[WHAT YOU HAVE TO DO]
Among these entries, how many lines have the string "OrchestratorConfig" in them? Only the number is needed.

Stored data

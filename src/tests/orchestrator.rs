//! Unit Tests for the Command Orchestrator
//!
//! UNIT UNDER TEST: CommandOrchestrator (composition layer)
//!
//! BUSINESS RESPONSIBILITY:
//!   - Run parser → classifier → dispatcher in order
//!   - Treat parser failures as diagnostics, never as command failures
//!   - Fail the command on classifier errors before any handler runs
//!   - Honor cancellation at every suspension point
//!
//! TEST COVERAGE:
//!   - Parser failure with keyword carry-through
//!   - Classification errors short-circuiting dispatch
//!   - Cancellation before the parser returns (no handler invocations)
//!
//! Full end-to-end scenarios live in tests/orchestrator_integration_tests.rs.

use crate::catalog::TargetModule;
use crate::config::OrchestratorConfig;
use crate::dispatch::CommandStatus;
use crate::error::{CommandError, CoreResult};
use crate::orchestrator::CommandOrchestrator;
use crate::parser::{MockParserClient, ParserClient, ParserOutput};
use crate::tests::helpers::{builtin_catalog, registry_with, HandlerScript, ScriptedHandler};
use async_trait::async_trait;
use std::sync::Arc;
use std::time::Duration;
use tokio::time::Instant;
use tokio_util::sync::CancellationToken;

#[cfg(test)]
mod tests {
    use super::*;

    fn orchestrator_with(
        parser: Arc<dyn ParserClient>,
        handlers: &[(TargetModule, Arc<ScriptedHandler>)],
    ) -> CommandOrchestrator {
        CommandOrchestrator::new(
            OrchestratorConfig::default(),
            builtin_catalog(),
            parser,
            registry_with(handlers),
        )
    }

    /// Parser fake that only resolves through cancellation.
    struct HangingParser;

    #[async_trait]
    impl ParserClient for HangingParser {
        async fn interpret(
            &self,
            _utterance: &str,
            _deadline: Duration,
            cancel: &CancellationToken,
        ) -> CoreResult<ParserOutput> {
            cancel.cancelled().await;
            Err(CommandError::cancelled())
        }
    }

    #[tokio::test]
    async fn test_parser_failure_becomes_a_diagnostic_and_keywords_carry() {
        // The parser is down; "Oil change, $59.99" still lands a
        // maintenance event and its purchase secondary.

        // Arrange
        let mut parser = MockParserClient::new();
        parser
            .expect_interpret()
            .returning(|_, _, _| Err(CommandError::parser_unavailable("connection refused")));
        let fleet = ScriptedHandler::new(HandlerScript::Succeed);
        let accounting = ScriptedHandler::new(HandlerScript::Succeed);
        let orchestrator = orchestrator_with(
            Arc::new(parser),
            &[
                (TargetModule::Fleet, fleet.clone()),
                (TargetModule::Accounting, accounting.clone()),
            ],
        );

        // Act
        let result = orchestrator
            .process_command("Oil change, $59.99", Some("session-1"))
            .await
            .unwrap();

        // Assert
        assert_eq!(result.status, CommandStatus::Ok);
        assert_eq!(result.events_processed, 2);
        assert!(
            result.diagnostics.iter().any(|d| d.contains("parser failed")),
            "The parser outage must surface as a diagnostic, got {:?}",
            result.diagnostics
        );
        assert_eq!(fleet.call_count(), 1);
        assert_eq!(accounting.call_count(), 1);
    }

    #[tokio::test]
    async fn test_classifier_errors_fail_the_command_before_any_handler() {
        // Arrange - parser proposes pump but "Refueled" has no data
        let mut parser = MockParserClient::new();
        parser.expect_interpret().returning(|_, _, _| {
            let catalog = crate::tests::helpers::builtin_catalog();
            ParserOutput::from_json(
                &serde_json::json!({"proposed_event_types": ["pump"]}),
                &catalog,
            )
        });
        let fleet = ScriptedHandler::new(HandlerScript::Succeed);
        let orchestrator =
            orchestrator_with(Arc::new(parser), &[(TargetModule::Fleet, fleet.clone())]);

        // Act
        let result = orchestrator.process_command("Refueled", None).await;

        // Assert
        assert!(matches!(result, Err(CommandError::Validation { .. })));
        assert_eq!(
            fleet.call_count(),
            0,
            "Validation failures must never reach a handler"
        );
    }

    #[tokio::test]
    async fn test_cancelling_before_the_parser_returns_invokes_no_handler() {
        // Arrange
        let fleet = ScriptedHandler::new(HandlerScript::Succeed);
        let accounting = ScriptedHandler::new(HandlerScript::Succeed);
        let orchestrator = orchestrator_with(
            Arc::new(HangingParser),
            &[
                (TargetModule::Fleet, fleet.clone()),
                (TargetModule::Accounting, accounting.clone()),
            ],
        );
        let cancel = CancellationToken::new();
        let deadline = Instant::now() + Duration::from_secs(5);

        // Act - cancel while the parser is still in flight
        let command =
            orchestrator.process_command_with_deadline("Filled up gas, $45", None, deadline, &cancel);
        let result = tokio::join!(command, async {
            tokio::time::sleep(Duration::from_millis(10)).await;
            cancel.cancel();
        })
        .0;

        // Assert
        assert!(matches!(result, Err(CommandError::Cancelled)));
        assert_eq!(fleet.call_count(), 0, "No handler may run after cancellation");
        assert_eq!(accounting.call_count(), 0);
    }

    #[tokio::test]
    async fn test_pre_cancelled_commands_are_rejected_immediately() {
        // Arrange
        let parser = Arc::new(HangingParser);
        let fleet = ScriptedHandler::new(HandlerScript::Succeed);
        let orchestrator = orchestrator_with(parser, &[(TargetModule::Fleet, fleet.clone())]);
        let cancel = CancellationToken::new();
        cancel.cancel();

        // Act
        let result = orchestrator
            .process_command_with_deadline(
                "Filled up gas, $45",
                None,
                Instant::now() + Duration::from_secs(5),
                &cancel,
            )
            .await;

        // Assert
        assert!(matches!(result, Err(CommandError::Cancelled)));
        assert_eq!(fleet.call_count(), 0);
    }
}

[EXPECTED ANSWER]
2